I'm trying to keep carbs down.. not eliminate them completely (hence I'm not on keto).

Okay i'll look into nandos sauces, any particular recommendations?


----------



## doylejlw

WannaGetStacked said:


> I'm trying to keep carbs down.. not eliminate them completely (hence I'm not on keto).
> 
> Okay i'll look into nandos sauces, any particular recommendations?


 depends how spicy you like your food, for me i love extra hot


----------



## SonOfZeus

doylejlw said:


> depends how spicy you like your food, for me i love extra hot


Ah not very hot tbh!


----------



## doylejlw

WannaGetStacked said:


> Ah not very hot tbh!


 ah you wimp :lol:

Try the mild one mate aint to hot.


----------



## SonOfZeus

doylejlw said:


> ah you wimp :lol:
> 
> Try the mild one mate aint to hot.


Haha if its too hot you cant taste the food! Where's the fun in that! :tongue:

Sweet I'll ask the old dear if she can grab some when she next goes shopping. :thumbup1:


----------



## SonOfZeus

Mums doing a shop tonight and Nandos Mild Peri-Peri sauce has been requested! :thumb:


----------



## craftybutcher

Nandos have chakalaka peri peri which is 0.4g very nice in my opinion.


----------



## SonOfZeus

Got the mild peri-peri... mild isn't what I'd call it! A lot hot than i was expecting haha, it's quite nice though. Although my mouth and lips were on fire afterwards!!


----------



## evad

some ive used are soy sauce (low salt version), chilli powder and other spices such as paprika

mostly use soy sauce though


----------



## t hall gym

yeah nandos mild still pretty hot gives me ring sting next day if i have to much


----------



## doylejlw

was it lol they do a lemon and herb one aswell


----------



## chrisba

WannaGetStacked said:


> Got the mild peri-peri... mild isn't what I'd call it! A lot hot than i was expecting haha, it's quite nice though. Although my mouth and lips were on fire afterwards!!

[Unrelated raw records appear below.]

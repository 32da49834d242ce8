//! Browser LocalStorage backend

use web_sys::Storage;

use super::{KeyValueStore, StorageError};

/// `window.localStorage`
pub struct LocalStorage {
    storage: Storage,
}

impl LocalStorage {
    /// Open the page's LocalStorage; `None` when the browser denies access
    pub fn open() -> Option<Self> {
        let storage = web_sys::window()
            .and_then(|w| w.local_storage().ok())
            .flatten()?;
        Some(Self { storage })
    }
}

impl KeyValueStore for LocalStorage {
    fn get(&self, key: &str) -> Result<Option<String>, StorageError> {
        self.storage.get_item(key).map_err(|e| StorageError::Read {
            key: key.to_string(),
            reason: format!("{:?}", e),
        })
    }

    fn set(&self, key: &str, value: &str) -> Result<(), StorageError> {
        self.storage
            .set_item(key, value)
            .map_err(|e| StorageError::Write {
                key: key.to_string(),
                reason: format!("{:?}", e),
            })
    }
}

I wonder if they do any sauces that make your balls bigger....:laugh:

Get it down you! You'll soon get used to it. The extra hot one is pretty good.


----------



## macrylinda1

mikex101 said:


> French's yellow mustard has next to no carbs in.


Any powdered seasoning from tesco's such as Jamaican Jerk, BBQ, Cajun Chicken, they are all in the spice aisle.

Think Nandos sauces arent high in carbs? A few carbs won't hurt as you obviously arent doing a keto diet.

___________________

watch free movies online


----------



## MissBC

SD said:


> Any powdered seasoning from *tesco's such as Jamaican Jerk, BBQ, Cajun Chicken, they are all in the spice aisle.*
> 
> Think *Nandos sauces *arent high in carbs? A few carbs won't hurt as you obviously arent doing a keto diet.
> 
> SD


ditto to that

also a small amount of bbq sauce or ketchup isnt going to hurt just use it in moderation.


----------